É o que diz também decisão do STJ:

[…]

  1. Ante a cláusula arbitral, de rigor a submissão da alegação de nulidade primeiramente ante o próprio tribunal arbitral, como resulta de sentença estrangeira homologanda, que atende ao princípio Kompetenz Kompetenz, sob pena de abrir-se larga porta à judicialização nacional estatal prematura, à só manifestação unilateral de vontade de uma das partes, que, em consequência, teria o poder de, tão somente ad proprium nutum, frustrar a arbitragem avençada” (STJ, SEC 854/EX, Corte Especial, Rel. p/ acórdão Min. Sidnei Beneti, DJ 07/11/2013).

A Ministra Nancy Andrighi, no mesmo julgado anteriormente mencionado neste texto, recorda que a não utilização do “princípio da kompetenz-kompetenz” apenas teria espaço em situações consideradas de “cláusulas patológicas”, isto é, “hipóteses verdadeiramente fora de qualquer limite de razoabilidade”. Segundo a magistrada, “a jurisprudência do STJ se utiliza inclusive de vocabulário médico para se referir às cláusulas compromissórias que não vinculam as partes a um procedimento arbitral”.

Nancy Andrighi rememora a jurisprudência do STJ sobre o assunto e limita o uso do conceito de cláusulas patológicas às situações de cláusulas compromissórias “que sejam claramente ilegais, sem qualquer margem de interpretação ao contrário”. Uma avença assim, segundo o entendimento da juíza, “pode ser declarada nula pelo Poder Judiciário, antes da manifestação do juízo arbitral acerca da controvérsia”. As cláusulas compromissórias patológicas são examinadas também no REsp 1602076/SP.

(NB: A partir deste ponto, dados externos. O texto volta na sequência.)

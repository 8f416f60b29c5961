//! Tool callbacks and the stream adapter that drives them.

use std::collections::HashMap;
use std::fmt;

use async_stream::stream;
use futures::{Stream, StreamExt};
use serde_json::{Map, Value};
use tracing::{debug, warn};

use super::parser::{TagEvent, ToolTagParser};
use crate::error::{DispatchResult, TagError};

type StartFn = Box<dyn FnMut(&str) + Send>;
type EndFn = Box<dyn FnMut(&str, Map<String, Value>) + Send>;
type ErrorFn = Box<dyn FnMut(&str, &str) + Send>;

struct Handler {
    on_start: Option<StartFn>,
    on_end: EndFn,
}

/// Tool name → callbacks, plus one shared error callback.
///
/// Names added with [`ToolHandlers::declare`] are recognized in the text but
/// have no handler; their envelopes are reported as unknown tools.
#[derive(Default)]
pub struct ToolHandlers {
    handlers: HashMap<String, Handler>,
    declared: Vec<String>,
    on_error: Option<ErrorFn>,
}

impl fmt::Debug for ToolHandlers {
    fn fmt(&self, f: &mut fmt::Formatter<'_>) -> fmt::Result {
        let mut registered: Vec<_> = self.handlers.keys().collect();
        registered.sort();
        f.debug_struct("ToolHandlers")
            .field("registered", &registered)
            .field("declared", &self.declared)
            .finish_non_exhaustive()
    }
}

impl ToolHandlers {
    /// No tools.
    pub fn new() -> Self {
        Self::default()
    }

    /// Register `name` with start and end callbacks.
    #[must_use]
    pub fn on(
        mut self,
        name: impl Into<String>,
        on_start: impl FnMut(&str) + Send + 'static,
        on_end: impl FnMut(&str, Map<String, Value>) + Send + 'static,
    ) -> Self {
        let _ = self.handlers.insert(
            name.into(),
            Handler {
                on_start: Some(Box::new(on_start)),
                on_end: Box::new(on_end),
            },
        );
        self
    }

    /// Register `name` with an end callback only.
    #[must_use]
    pub fn on_end(
        mut self,
        name: impl Into<String>,
        on_end: impl FnMut(&str, Map<String, Value>) + Send + 'static,
    ) -> Self {
        let _ = self.handlers.insert(
            name.into(),
            Handler {
                on_start: None,
                on_end: Box::new(on_end),
            },
        );
        self
    }

    /// Recognize `name` without handling it.
    #[must_use]
    pub fn declare(mut self, name: impl Into<String>) -> Self {
        self.declared.push(name.into());
        self
    }

    /// Set the shared error callback `(tool name, message)`.
    #[must_use]
    pub fn on_error(mut self, on_error: impl FnMut(&str, &str) + Send + 'static) -> Self {
        self.on_error = Some(Box::new(on_error));
        self
    }

    /// Whether `name` has a handler.
    pub fn is_registered(&self, name: &str) -> bool {
        self.handlers.contains_key(name)
    }

    /// A parser for every registered and declared name.
    pub fn parser(&self) -> ToolTagParser {
        let mut names: Vec<&str> = self.handlers.keys().map(String::as_str).collect();
        names.sort_unstable();
        names.extend(self.declared.iter().map(String::as_str));
        ToolTagParser::new(names)
    }

    /// Route one parser event to its callback.
    pub fn dispatch(&mut self, event: TagEvent) {
        match event {
            TagEvent::Start { name } => {
                if let Some(handler) = self.handlers.get_mut(&name) {
                    debug!(tool = %name, "tool call started");
                    if let Some(on_start) = handler.on_start.as_mut() {
                        on_start(&name);
                    }
                }
            }
            TagEvent::End { name, params } => match self.handlers.get_mut(&name) {
                Some(handler) => {
                    debug!(tool = %name, param_count = params.len(), "tool call parsed");
                    (handler.on_end)(&name, params);
                }
                None => self.report(&name, &TagError::UnknownTool),
            },
            TagEvent::Error { name, error } => self.report(&name, &error),
        }
    }

    fn report(&mut self, name: &str, error: &TagError) {
        warn!(tool = %name, error = %error, "tool envelope rejected");
        metrics::counter!("relay_tag_errors_total").increment(1);
        if let Some(on_error) = self.on_error.as_mut() {
            on_error(name, &error.to_string());
        }
    }
}

/// Feed `text` through the tag parser, firing `handlers`, and yield every
/// fragment unchanged.
///
/// Callbacks for a fragment run before the fragment is yielded. When the
/// input ends, normally or with an error, an envelope still open is closed
/// so its end or error callback fires exactly once.
pub fn process_stream_with_tags<S>(
    text: S,
    mut handlers: ToolHandlers,
) -> impl Stream<Item = DispatchResult<String>> + Send
where
    S: Stream<Item = DispatchResult<String>> + Send + 'static,
{
    stream! {
        let mut parser = handlers.parser();
        let mut text = Box::pin(text);
        while let Some(item) = text.next().await {
            match item {
                Ok(fragment) => {
                    for event in parser.push(&fragment) {
                        handlers.dispatch(event);
                    }
                    yield Ok(fragment);
                }
                Err(e) => {
                    for event in parser.finish() {
                        handlers.dispatch(event);
                    }
                    yield Err(e);
                    return;
                }
            }
        }
        for event in parser.finish() {
            handlers.dispatch(event);
        }
    }
}

// ─────────────────────────────────────────────────────────────────────────────
// Tests
// ─────────────────────────────────────────────────────────────────────────────

#[cfg(test)]
mod tests {
    use std::sync::Arc;

    use futures::stream;
    use parking_lot::Mutex;
    use relay_core::logging::capture_logs;
    use serde_json::json;
    use tracing::Level;

    use super::*;
    use crate::error::DispatchError;

    #[derive(Clone, Default)]
    struct Log(Arc<Mutex<Vec<String>>>);

    impl Log {
        fn push(&self, line: String) {
            self.0.lock().push(line);
        }

        fn lines(&self) -> Vec<String> {
            self.0.lock().clone()
        }
    }

    fn handlers(log: &Log) -> ToolHandlers {
        let (start, end, err) = (log.clone(), log.clone(), log.clone());
        ToolHandlers::new()
            .on(
                "write",
                move |name| start.push(format!("start {name}")),
                move |name, params| end.push(format!("end {name} {}", Value::Object(params))),
            )
            .declare("deploy")
            .on_error(move |name, message| err.push(format!("error {name}: {message}")))
    }

    fn fragments(parts: &[&str]) -> stream::Iter<std::vec::IntoIter<DispatchResult<String>>> {
        let owned: Vec<DispatchResult<String>> = parts.iter().map(|p| Ok((*p).to_string())).collect();
        stream::iter(owned)
    }

    #[tokio::test]
    async fn text_passes_through_and_callbacks_fire() {
        let log = Log::default();
        let out: Vec<String> = process_stream_with_tags(
            fragments(&["a <wri", "te>{\"x\":1}</write", "> b"]),
            handlers(&log),
        )
        .map(Result::unwrap)
        .collect()
        .await;
        assert_eq!(out.concat(), "a <write>{\"x\":1}</write> b");
        assert_eq!(log.lines(), vec!["start write".to_string(), format!("end write {}", json!({"x": 1}))]);
    }

    #[tokio::test]
    async fn declared_tool_without_handler_is_unknown() {
        let log = Log::default();
        let out: Vec<String> = process_stream_with_tags(
            fragments(&["<deploy>{\"env\":\"prod\"}</deploy> still here"]),
            handlers(&log),
        )
        .map(Result::unwrap)
        .collect()
        .await;
        assert_eq!(out, vec!["<deploy>{\"env\":\"prod\"}</deploy> still here"]);
        assert_eq!(log.lines(), vec!["error deploy: no handler registered for this tool"]);
    }

    #[tokio::test]
    async fn upstream_error_closes_open_envelope() {
        let log = Log::default();
        let input = stream::iter(vec![
            Ok("<write>{\"x\":2}".to_string()),
            Err(DispatchError::InvalidPlan("boom".into())),
        ]);
        let out: Vec<_> = process_stream_with_tags(input, handlers(&log)).collect().await;
        assert_eq!(out.len(), 2);
        assert!(out[1].is_err());
        assert_eq!(log.lines(), vec!["start write".to_string(), format!("end write {}", json!({"x": 2}))]);
    }

    #[test]
    fn rejected_envelope_is_logged() {
        let (logs, _guard) = capture_logs();
        let log = Log::default();
        let mut h = handlers(&log);
        h.dispatch(TagEvent::Error {
            name: "write".into(),
            error: TagError::UnexpectedClosingTag,
        });
        assert!(logs.has_event(Level::WARN, "tool envelope rejected"));
        assert_eq!(log.lines(), vec!["error write: unexpected closing tag"]);
    }

    #[test]
    fn parser_covers_registered_and_declared() {
        let h = handlers(&Log::default());
        let parser = h.parser();
        assert!(parser.names().iter().any(|n| n == "write"));
        assert!(parser.names().iter().any(|n| n == "deploy"));
        assert!(h.is_registered("write"));
        assert!(!h.is_registered("deploy"));
    }
}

Por último, percebe-se o silêncio do Superior Tribunal de Justiça sobre a eventual pertinência de argumento de exceção nos autos do Conflito de Competência 179987/SP (que invocasse, exempli gratia) hipotética inaplicabilidade do chamado “princípio da kompetenz-kompetenz” àquele caso. Tal comportamento do Superior Tribunal de Justiça dá a exata noção de que não cabe a utilização do conceito de cláusulas compromissórias patológicas às hipóteses dos contratos de franquia ali discutidos, por não consubstanciarem situações fora dos limites da razoabilidade ou da legalidade.